Woody Allen plasmó a la perfección las diferentes ópticas sobre la frecuencia de las relaciones sexuales en una escena de Annie Hall. El terapeuta de Allen le pregunta con qué frecuencia tiene relaciones: “Casi nunca, tal vez tres veces a la semana”, y Diane Keaton contesta a su propio terapeuta: “Constantemente, yo diría que tres veces a la semana”.
Si colocamos el deseo de los miembros de una pareja en una balanza, normalmente se inclina hacia uno de los lados. De este desencuentro, que no es cierto que siempre bascule hacia el lado masculino, emerge una pregunta constante: ¿cuántos encuentros sexuales son lo normal? Y para contestar llega el embustero, esto es, las estadísticas. Si mi vecino come dos pasteles de chocolate a la semana y yo ninguno, según las estadísticas, los dos nos hemos zampado uno. Y si luego mi vecino y yo miramos esa media aritmética, él se sentirá un glotón, y yo, una chocolatera reprimida. Con el sexo, lo mismo: los números solo confunden.
Vivimos en una época en la que el envoltorio social nos hace creer que para alcanzar la felicidad tiene que haber montones de sexo en nuestra vida. Una persona a la que le apetece poco el sexo no tiene que ser forzosamente una reprimida, igual que alguien a quien le apetezca diariamente no es un obseso. No son pocas las parejas que se arrojan estos calificativos. Y ante estas bombas, nos atrincheramos detrás de nuestras posiciones abriendo un campo lleno de minas cada vez más difícil de cruzar.

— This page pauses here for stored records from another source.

use std::rc::Rc;

use imago_core::{intern, well_known, Env, ErrorKind, EvalContext, ImagoError, NativeFn, Value};

use crate::bind::env_bind;

/// Register the control built-ins. The raw ones receive the whole
/// unevaluated form (head included); rebinding one of them to another
/// name keeps its raw behavior because the flag lives on the value.
pub fn register(env: &Env) {
    register_raw(env, "quote", quote);
    register_raw(env, "quasi-quote", qquote);
    register_raw(env, "cond", cond);
    register_raw(env, "while", lwhile);
    register_raw(env, "catch", catch);
    register_raw(env, "lambda", closure);
    register_raw(env, "macro", closure);
    register_raw(env, "progn", progn);
    register_raw(env, "env", env_fn);
    register_raw(env, "defq", defq);
    register_raw(env, "setq", setq);
    register_raw(env, "defmacro", defmacro);

    register_fn(env, "eval", eval_fn);
    register_fn(env, "apply", apply_fn);
    register_fn(env, "bind", bind_fn);
    register_fn(env, "def", def);
    register_fn(env, "set", set);
    register_fn(env, "def?", defined);
    register_fn(env, "throw", throw);
}

fn register_fn(
    env: &Env,
    name: &str,
    f: fn(&EvalContext, &[Value]) -> Result<Value, ImagoError>,
) {
    env.insert(intern(name), Value::Func(Rc::new(NativeFn::new(name, f))));
}

fn register_raw(
    env: &Env,
    name: &str,
    f: fn(&EvalContext, &[Value]) -> Result<Value, ImagoError>,
) {
    env.insert(intern(name), Value::Func(Rc::new(NativeFn::raw(name, f))));
}

fn form_value(form: &[Value]) -> Value {
    Value::list(form.to_vec())
}

// ── Raw specials ──────────────────────────────────────────────────

fn quote(ctx: &EvalContext, form: &[Value]) -> Result<Value, ImagoError> {
    if form.len() == 2 {
        Ok(form[1].clone())
    } else {
        Err(ctx.error(ErrorKind::WrongNumOfArgs, "(quote form)", form_value(form)))
    }
}

/// `lambda` and `macro` evaluate to a copy of their own form; the
/// applier recognises the head marker later.
fn closure(_ctx: &EvalContext, form: &[Value]) -> Result<Value, ImagoError> {
    Ok(form_value(form))
}

fn qquote(ctx: &EvalContext, form: &[Value]) -> Result<Value, ImagoError> {
    if form.len() != 2 {
        return Err(ctx.error(
            ErrorKind::WrongNumOfArgs,
            "(quasi-quote form)",
            form_value(form),
        ));
    }
    let wk = well_known();
    let Some(items) = form[1].as_list() else {
        return Ok(form[1].clone());
    };
    let items: Vec<Value> = items.borrow().clone();
    let mut cat_list = vec![Value::Symbol(wk.cat)];
    for item in &items {
        qquote1(ctx, item, &mut cat_list)?;
    }
    ctx.eval(&Value::list(cat_list))
}

/// Contribute one reconstructed sibling to the surrounding `(cat ...)`:
/// `(unquote e)` becomes `(list e)`, `(unquote-splicing e)` becomes `e`,
/// any other sub-list is rebuilt recursively right now and wrapped
/// `(list (quote built))`, and atoms wrap as `(list (quote atom))`.
fn qquote1(ctx: &EvalContext, o: &Value, cat_list: &mut Vec<Value>) -> Result<(), ImagoError> {
    let wk = well_known();
    let sub = o.as_list().map(|l| l.borrow().clone());
    if let Some(sub) = sub {
        if let Some(first) = sub.first() {
            if first.as_spur() == Some(wk.unquote) {
                let inner = sub.get(1).cloned().unwrap_or_else(Value::nil);
                cat_list.push(Value::list(vec![Value::Symbol(wk.list), inner]));
                return Ok(());
            }
            if first.as_spur() == Some(wk.splicing) {
                cat_list.push(sub.get(1).cloned().unwrap_or_else(Value::nil));
                return Ok(());
            }
            let mut inner_cat = vec![Value::Symbol(wk.cat)];
            for i in &sub {
                qquote1(ctx, i, &mut inner_cat)?;
            }
            let built = ctx.eval(&Value::list(inner_cat))?;
            cat_list.push(Value::list(vec![
                Value::Symbol(wk.list),
                Value::list(vec![Value::Symbol(wk.quote), built]),
            ]));
            return Ok(());
        }
    }
    cat_list.push(Value::list(vec![
        Value::Symbol(wk.list),
        Value::list(vec![Value::Symbol(wk.quote), o.clone()]),
    ]));
    Ok(())
}

fn cond(ctx: &EvalContext, form: &[Value]) -> Result<Value, ImagoError> {
    const HINT: &str = "(cond (tst body) ...)";
    for clause in &form[1..] {
        let Some(lst) = clause.as_list() else {
            return Err(ctx.error(ErrorKind::NotAList, HINT, form_value(form)));
        };
        let items: Vec<Value> = lst.borrow().clone();
        if items.is_empty() {
            return Err(ctx.error(ErrorKind::WrongNumOfArgs, HINT, form_value(form)));
        }
        let tst = ctx.eval(&items[0])?;
        if tst.is_error() {
            return Ok(tst);
        }
        if tst.is_truthy() {
            let mut value = Value::nil();
            for body in &items[1..] {
                value = ctx.eval(body)?;
                if value.is_error() {
                    break;
                }
            }
            return Ok(value);
        }
    }
    Ok(Value::nil())
}

fn lwhile(ctx: &EvalContext, form: &[Value]) -> Result<Value, ImagoError> {
    if form.len() < 2 {
        return Err(ctx.error(
            ErrorKind::WrongNumOfArgs,
            "(while tst body)",
            form_value(form),
        ));
    }
    loop {
        let mut value = ctx.eval(&form[1])?;
        if value.is_error() || value.is_nil() {
            return Ok(value);
        }
        for body in &form[2..] {
            value = ctx.eval(body)?;
            if value.is_error() {
                return Ok(value);
            }
        }
    }
}

fn catch(ctx: &EvalContext, form: &[Value]) -> Result<Value, ImagoError> {
    if form.len() != 3 {
        return Err(ctx.error(
            ErrorKind::WrongNumOfArgs,
            "(catch form eform)",
            form_value(form),
        ));
    }
    let value = match ctx.eval(&form[1]) {
        Ok(v) if !v.is_error() => return Ok(v),
        Ok(v) => v,
        Err(e) => Value::Error(e),
    };
    let handler = ctx.eval(&form[2])?;
    if handler.is_error() || !handler.is_nil() {
        return Ok(handler);
    }
    Ok(value)
}

/// Sequencing in its own frame; the value of the last form.
fn progn(ctx: &EvalContext, form: &[Value]) -> Result<Value, ImagoError> {
    ctx.env_push();
    let result: Result<Value, ImagoError> = (|| {
        let mut value = Value::nil();
        for body in &form[1..] {
            value = ctx.eval(body)?;
            if value.is_error() {
                break;
            }
        }
        Ok(value)
    })();
    ctx.env_pop();
    result
}

fn env_fn(ctx: &EvalContext, form: &[Value]) -> Result<Value, ImagoError> {
    const HINT: &str = "(env [num])";
    match form.len() {
        1 => Ok(Value::Env(ctx.env())),
        2 => match form[1].as_int() {
            Some(n) => {
                if n > 0 {
                    ctx.env().reserve(n as usize);
                }
                Ok(Value::Env(ctx.env()))
            }
            None => Err(ctx.error(ErrorKind::NotANumber, HINT, form_value(form))),
        },
        _ => Err(ctx.error(ErrorKind::WrongNumOfArgs, HINT, form_value(form))),
    }
}

fn defq(ctx: &EvalContext, form: &[Value]) -> Result<Value, ImagoError> {
    const HINT: &str = "(defq var val [var val] ...)";
    let len = form.len();
    if len < 3 || len % 2 == 0 {
        return Err(ctx.error(ErrorKind::WrongNumOfArgs, HINT, form_value(form)));
    }
    let env = ctx.env();
    let mut value = Value::nil();
    let mut i = 1;
    while i < len {
        let Some(s) = form[i].as_spur() else {
            return Err(ctx.error(ErrorKind::NotASymbol, HINT, form_value(form)));
        };
        value = ctx.eval(&form[i + 1])?;
        if value.is_error() {
            break;
        }
        env.insert(s, value.clone());
        i += 2;
    }
    Ok(value)
}

fn setq(ctx: &EvalContext, form: &[Value]) -> Result<Value, ImagoError> {
    const HINT: &str = "(setq var val [var val] ...)";
    let len = form.len();
    if len < 3 || len % 2 == 0 {
        return Err(ctx.error(ErrorKind::WrongNumOfArgs, HINT, form_value(form)));
    }
    let env = ctx.env();
    let mut value = Value::nil();
    let mut i = 1;
    while i < len {
        let Some(s) = form[i].as_spur() else {
            return Err(ctx.error(ErrorKind::NotASymbol, HINT, form_value(form)));
        };
        value = ctx.eval(&form[i + 1])?;
        if value.is_error() {
            break;
        }
        if !env.set_existing(s, value.clone()) {
            return Err(ctx.error(ErrorKind::SymbolNotBound, HINT, form[i].clone()));
        }
        i += 2;
    }
    Ok(value)
}

/// `(defmacro name (param ...) body ...)` stores `(macro (param ...)
/// body ...)` under `name` in the current frame and returns the name.
fn defmacro(ctx: &EvalContext, form: &[Value]) -> Result<Value, ImagoError> {
    const HINT: &str = "(defmacro name (param ...) body)";
    let name = form.get(1).and_then(|v| v.as_spur());
    let params_ok = form.get(2).is_some_and(Value::is_list);
    let Some(name) = name else {
        return Err(ctx.error(ErrorKind::WrongTypes, HINT, form_value(form)));
    };
    if !params_ok || form.len() <= 3 {
        return Err(ctx.error(ErrorKind::WrongTypes, HINT, form_value(form)));
    }
    let wk = well_known();
    let mut body: Vec<Value> = form[1..].to_vec();
    body[0] = Value::Symbol(wk.macro_);
    ctx.env().insert(name, Value::list(body));
    Ok(Value::Symbol(name))
}

// ── Evaluated-argument control functions ──────────────────────────

fn eval_fn(ctx: &EvalContext, args: &[Value]) -> Result<Value, ImagoError> {
    const HINT: &str = "(eval form [env])";
    match args.len() {
        1 => ctx.eval(&args[0]),
        2 => {
            let Value::Env(env) = &args[1] else {
                return Err(ctx.error(ErrorKind::NotAnEnvironment, HINT, args[1].clone()));
            };
            let old = ctx.swap_env(env.clone());
            let result = ctx.eval(&args[0]);
            ctx.swap_env(old);
            result
        }
        _ => Err(ctx.error(ErrorKind::WrongNumOfArgs, HINT, form_value(args))),
    }
}

fn apply_fn(ctx: &EvalContext, args: &[Value]) -> Result<Value, ImagoError> {
    const HINT: &str = "(apply lambda list)";
    if args.len() == 2 {
        if let Some(lst) = args[1].as_list() {
            let call_args: Vec<Value> = lst.borrow().clone();
            return ctx.apply(&args[0], call_args);
        }
    }
    Err(ctx.error(ErrorKind::WrongTypes, HINT, form_value(args)))
}

fn bind_fn(ctx: &EvalContext, args: &[Value]) -> Result<Value, ImagoError> {
    if args.len() == 2 {
        env_bind(ctx, &args[0], &args[1])
    } else {
        Err(ctx.error(
            ErrorKind::WrongNumOfArgs,
            "(bind (param ...) seq)",
            form_value(args),
        ))
    }
}

fn def(ctx: &EvalContext, args: &[Value]) -> Result<Value, ImagoError> {
    const HINT: &str = "(def env var val [var val] ...)";
    let len = args.len();
    if len < 3 || len % 2 == 0 {
        return Err(ctx.error(ErrorKind::WrongNumOfArgs, HINT, form_value(args)));
    }
    let Value::Env(env) = &args[0] else {
        return Err(ctx.error(ErrorKind::NotAnEnvironment, HINT, args[0].clone()));
    };
    let mut value = Value::nil();
    let mut i = 1;
    while i < len {
        let Some(s) = args[i].as_spur() else {
            return Err(ctx.error(ErrorKind::NotASymbol, HINT, form_value(args)));
        };
        value = args[i + 1].clone();
        env.insert(s, value.clone());
        i += 2;
    }
    Ok(value)
}

fn set(ctx: &EvalContext, args: &[Value]) -> Result<Value, ImagoError> {
    const HINT: &str = "(set env var val [var val] ...)";
    let len = args.len();
    if len < 3 || len % 2 == 0 {
        return Err(ctx.error(ErrorKind::WrongNumOfArgs, HINT, form_value(args)));
    }
    let Value::Env(env) = &args[0] else {
        return Err(ctx.error(ErrorKind::NotAnEnvironment, HINT, args[0].clone()));
    };
    let mut value = Value::nil();
    let mut i = 1;
    while i < len {
        let Some(s) = args[i].as_spur() else {
            return Err(ctx.error(ErrorKind::NotASymbol, HINT, form_value(args)));
        };
        value = args[i + 1].clone();
        if !env.set_existing(s, value.clone()) {
            return Err(ctx.error(ErrorKind::SymbolNotBound, HINT, args[i].clone()));
        }
        i += 2;
    }
    Ok(value)
}

fn defined(ctx: &EvalContext, args: &[Value]) -> Result<Value, ImagoError> {
    const HINT: &str = "(def? var)";
    if args.len() != 1 {
        return Err(ctx.error(ErrorKind::WrongNumOfArgs, HINT, form_value(args)));
    }
    let Some(s) = args[0].as_spur() else {
        return Err(ctx.error(ErrorKind::NotASymbol, HINT, args[0].clone()));
    };
    Ok(ctx.lookup(s).unwrap_or_else(Value::nil))
}

fn throw(ctx: &EvalContext, args: &[Value]) -> Result<Value, ImagoError> {
    const HINT: &str = "(throw str form)";
    if args.len() == 2 {
        if let Some(msg) = args[0].with_str(|b| String::from_utf8_lossy(b).into_owned()) {
            return Err(ctx.error(ErrorKind::Error, &msg, args[1].clone()));
        }
    }
    Err(ctx.error(ErrorKind::WrongTypes, HINT, form_value(args)))
}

Afortunadamente, en todas las situaciones existen muchos matices y caminos intermedios por los que podemos transitar. Igual a uno de los miembros de la pareja no le apetece una batalla campal sexual, pero sí algo relajadito; igual cambiando las rutinas, añadiendo otros juegos o romanticismo, el deseo se despierta; igual se vive el “no” como un rechazo y el afectado se siente poco querido; igual la raíz del problema es más profunda y un terapeuta podría ayudar…
Vamos a ver otro caso. Esta vez es a él a quien no le apetece. Quizá porque se siente mal con su cuerpo, quizá porque en los últimos encuentros no ha conseguido una erección, quizá… El embrollo se suele agrandar cuando él no se atreve a confesar el motivo. Él vive cualquier acercamiento como una auténtica amenaza sexual. No quiere una simple caricia, no sea que la cosa se complique. Y ella, ¿qué piensa? “Ya no me quiere, debe de tener a otra…”. Y así la maraña emocional va in crescendo. Tenemos que tirar de algún hilo para deshacer este lío, y la única forma es hablando.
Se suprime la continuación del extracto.